Peto's paradox and the hallmarks of cancer: constructing an evolutionary framework for understanding the incidence of cancer.

An evolutionary perspective can help unify disparate observations and make testable predictions. We consider an evolutionary model in relation to two mechanistic frameworks of cancer biology: multistage carcinogenesis and the hallmarks of cancer. The multistage model predicts that cancer risk increases with body size and longevity; however, this is not observed across species (Peto's paradox), but the paradox is resolved by invoking the evolution of additional genetic mechanisms to suppress cancer in large, long-lived species. It is when cancer cells overcome these defence mechanisms that they exhibit the hallmarks of cancer, driving the ongoing evolution of these defences, which in turn is expected to create the differences observed in the genetics of cancer across species and tissues.
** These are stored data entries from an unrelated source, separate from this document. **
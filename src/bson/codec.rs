//! Binary document format.
//!
//! ```text
//! document := [u32 total len][element]* [0x00]
//! element  := [u8 tag][u32 name len][name utf-8][payload]
//! array    := [u32 total len][u8 tag][payload]* [0x00]
//!
//! tag  payload
//! 0x01 f64 bits
//! 0x02 [u32 len][utf-8]
//! 0x03 document
//! 0x04 array
//! 0x05 [u32 len][bytes]
//! 0x07 12 bytes
//! 0x08 u8 (0 or 1)
//! 0x09 i64 milliseconds
//! 0x0A (none)
//! 0x12 i64
//! ```
//!
//! The total length of documents and arrays includes the length prefix and
//! the terminator, so a reader can skip a nested value without parsing it.

use crate::{
    error::{DbError, DbResult},
    page::ByteReader,
};

use super::{Document, ObjectId, Value, MAX_NESTING_DEPTH};

const TAG_FLOAT: u8 = 0x01;
const TAG_STRING: u8 = 0x02;
const TAG_DOCUMENT: u8 = 0x03;
const TAG_ARRAY: u8 = 0x04;
const TAG_BINARY: u8 = 0x05;
const TAG_OBJECT_ID: u8 = 0x07;
const TAG_BOOL: u8 = 0x08;
const TAG_DATETIME: u8 = 0x09;
const TAG_NULL: u8 = 0x0A;
const TAG_INT: u8 = 0x12;
const TERMINATOR: u8 = 0x00;

/// Encode a document.
pub fn encode(doc: &Document) -> DbResult<Vec<u8>> {
    let mut out = Vec::with_capacity(64);
    encode_document(doc, &mut out, 1)?;
    Ok(out)
}

/// Decode a whole document. Trailing bytes are an error.
pub fn decode(bytes: &[u8]) -> DbResult<Document> {
    let mut reader = ByteReader::new(bytes);
    let doc = decode_document(&mut reader, 1)?;
    if reader.remaining() != 0 {
        return Err(DbError::corrupt("trailing bytes after document"));
    }
    Ok(doc)
}

fn tag_of(value: &Value) -> u8 {
    match value {
        Value::Null => TAG_NULL,
        Value::Bool(_) => TAG_BOOL,
        Value::Int(_) => TAG_INT,
        Value::Float(_) => TAG_FLOAT,
        Value::String(_) => TAG_STRING,
        Value::Binary(_) => TAG_BINARY,
        Value::Array(_) => TAG_ARRAY,
        Value::Document(_) => TAG_DOCUMENT,
        Value::DateTime(_) => TAG_DATETIME,
        Value::ObjectId(_) => TAG_OBJECT_ID,
    }
}

fn put_len(out: &mut Vec<u8>, len: usize) -> DbResult<()> {
    let len = u32::try_from(len)
        .map_err(|_| DbError::invalid(format!("value of {len} bytes is too large to encode")))?;
    out.extend_from_slice(&len.to_be_bytes());
    Ok(())
}

/// Reserve a length slot, run `body`, then patch the slot with the byte count.
fn with_length_prefix(
    out: &mut Vec<u8>,
    body: impl FnOnce(&mut Vec<u8>) -> DbResult<()>,
) -> DbResult<()> {
    let start = out.len();
    out.extend_from_slice(&[0; 4]);
    body(out)?;
    out.push(TERMINATOR);
    let len = u32::try_from(out.len() - start)
        .map_err(|_| DbError::invalid("document is too large to encode"))?;
    out[start..start + 4].copy_from_slice(&len.to_be_bytes());
    Ok(())
}

fn encode_document(doc: &Document, out: &mut Vec<u8>, depth: usize) -> DbResult<()> {
    if depth > MAX_NESTING_DEPTH {
        return Err(DbError::NestingTooDeep(MAX_NESTING_DEPTH));
    }
    with_length_prefix(out, |out| {
        for (name, value) in doc.iter() {
            out.push(tag_of(value));
            put_len(out, name.len())?;
            out.extend_from_slice(name.as_bytes());
            encode_payload(value, out, depth)?;
        }
        Ok(())
    })
}

fn encode_payload(value: &Value, out: &mut Vec<u8>, depth: usize) -> DbResult<()> {
    match value {
        Value::Null => {}
        Value::Bool(b) => out.push(u8::from(*b)),
        Value::Int(v) | Value::DateTime(v) => out.extend_from_slice(&v.to_be_bytes()),
        Value::Float(v) => out.extend_from_slice(&v.to_bits().to_be_bytes()),
        Value::String(s) => {
            put_len(out, s.len())?;
            out.extend_from_slice(s.as_bytes());
        }
        Value::Binary(bytes) => {
            put_len(out, bytes.len())?;
            out.extend_from_slice(bytes);
        }
        Value::ObjectId(oid) => out.extend_from_slice(&oid.bytes()),
        Value::Document(doc) => encode_document(doc, out, depth + 1)?,
        Value::Array(items) => {
            if depth + 1 > MAX_NESTING_DEPTH {
                return Err(DbError::NestingTooDeep(MAX_NESTING_DEPTH));
            }
            with_length_prefix(out, |out| {
                for item in items {
                    out.push(tag_of(item));
                    encode_payload(item, out, depth + 1)?;
                }
                Ok(())
            })?;
        }
    }
    Ok(())
}

fn read_string(reader: &mut ByteReader<'_>) -> DbResult<String> {
    let len = reader.u32()? as usize;
    let bytes = reader.take(len)?;
    String::from_utf8(bytes.to_vec()).map_err(|_| DbError::corrupt("invalid UTF-8 in document"))
}

/// Read a length-prefixed container and return a reader over its body
/// (excluding prefix and terminator).
fn container<'a>(reader: &mut ByteReader<'a>) -> DbResult<ByteReader<'a>> {
    let len = reader.u32()? as usize;
    if len < 5 {
        return Err(DbError::corrupt(format!("container length {len} is too small")));
    }
    let body = reader.take(len - 4)?;
    let (terminator, inner) = body
        .split_last()
        .ok_or_else(|| DbError::corrupt("empty container"))?;
    if *terminator != TERMINATOR {
        return Err(DbError::corrupt("container is missing its terminator"));
    }
    Ok(ByteReader::new(inner))
}

fn decode_document(reader: &mut ByteReader<'_>, depth: usize) -> DbResult<Document> {
    if depth > MAX_NESTING_DEPTH {
        return Err(DbError::NestingTooDeep(MAX_NESTING_DEPTH));
    }
    let mut body = container(reader)?;
    let mut doc = Document::new();
    while body.remaining() > 0 {
        let tag = body.u8()?;
        let name = read_string(&mut body)?;
        let value = decode_payload(tag, &mut body, depth)?;
        if doc.insert(name, value).is_some() {
            return Err(DbError::corrupt("duplicate field name in document"));
        }
    }
    Ok(doc)
}

fn decode_payload(tag: u8, reader: &mut ByteReader<'_>, depth: usize) -> DbResult<Value> {
    let value = match tag {
        TAG_NULL => Value::Null,
        TAG_BOOL => match reader.u8()? {
            0 => Value::Bool(false),
            1 => Value::Bool(true),
            other => return Err(DbError::corrupt(format!("invalid bool byte {other}"))),
        },
        TAG_INT => Value::Int(reader.i64()?),
        TAG_DATETIME => Value::DateTime(reader.i64()?),
        TAG_FLOAT => Value::Float(reader.f64()?),
        TAG_STRING => Value::String(read_string(reader)?),
        TAG_BINARY => {
            let len = reader.u32()? as usize;
            Value::Binary(reader.take(len)?.to_vec())
        }
        TAG_OBJECT_ID => {
            let mut bytes = [0u8; 12];
            bytes.copy_from_slice(reader.take(12)?);
            Value::ObjectId(ObjectId::from_bytes(bytes))
        }
        TAG_DOCUMENT => Value::Document(decode_document(reader, depth + 1)?),
        TAG_ARRAY => {
            if depth + 1 > MAX_NESTING_DEPTH {
                return Err(DbError::NestingTooDeep(MAX_NESTING_DEPTH));
            }
            let mut body = container(reader)?;
            let mut items = Vec::new();
            while body.remaining() > 0 {
                let tag = body.u8()?;
                items.push(decode_payload(tag, &mut body, depth + 1)?);
            }
            Value::Array(items)
        }
        other => return Err(DbError::corrupt(format!("unknown value tag {other:#04x}"))),
    };
    Ok(value)
}

/// Skip one payload without materializing it.
fn skip_payload(tag: u8, reader: &mut ByteReader<'_>) -> DbResult<()> {
    match tag {
        TAG_NULL => Ok(()),
        TAG_BOOL => reader.skip(1),
        TAG_INT | TAG_DATETIME | TAG_FLOAT => reader.skip(8),
        TAG_OBJECT_ID => reader.skip(12),
        TAG_STRING | TAG_BINARY => {
            let len = reader.u32()? as usize;
            reader.skip(len)
        }
        TAG_DOCUMENT | TAG_ARRAY => {
            let len = reader.u32()? as usize;
            if len < 5 {
                return Err(DbError::corrupt(format!("container length {len} is too small")));
            }
            reader.skip(len - 4)
        }
        other => Err(DbError::corrupt(format!("unknown value tag {other:#04x}"))),
    }
}

/// Read one (possibly dotted) field from an encoded document, skipping
/// unrelated values by their length prefixes. Numeric path segments index
/// into arrays.
pub fn extract_field(bytes: &[u8], path: &str) -> DbResult<Option<Value>> {
    let mut reader = ByteReader::new(bytes);
    let mut segments = path.split('.').peekable();
    let mut body = container(&mut reader)?;
    let mut in_array = false;
    let mut depth = 1;

    while let Some(segment) = segments.next() {
        let found_tag = if in_array {
            let Ok(index) = segment.parse::<usize>() else {
                return Ok(None);
            };
            let mut found = None;
            let mut position = 0;
            while body.remaining() > 0 {
                let tag = body.u8()?;
                if position == index {
                    found = Some(tag);
                    break;
                }
                skip_payload(tag, &mut body)?;
                position += 1;
            }
            found
        } else {
            let mut found = None;
            while body.remaining() > 0 {
                let tag = body.u8()?;
                let name_len = body.u32()? as usize;
                let name = body.take(name_len)?;
                if name == segment.as_bytes() {
                    found = Some(tag);
                    break;
                }
                skip_payload(tag, &mut body)?;
            }
            found
        };

        let Some(tag) = found_tag else {
            return Ok(None);
        };
        if segments.peek().is_none() {
            return decode_payload(tag, &mut body, depth).map(Some);
        }
        match tag {
            TAG_DOCUMENT => in_array = false,
            TAG_ARRAY => in_array = true,
            _ => return Ok(None),
        }
        body = container(&mut body)?;
        depth += 1;
    }
    Ok(None)
}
To illustrate the utility of an evolutionary model we examined some recently published data linking stem-cell divisions and cancer incidence across a range of tissues and show why the original analysis was faulty, and demonstrate that the data are consistent with a multistage model varying from three to seven mutational hits across different tissues. Finally, we demonstrate how an evolutionary model can both define patterns of inherited (familial) cancer and explain the prevalence of cancer in post-reproductive years, including the dominance of epithelial cancers.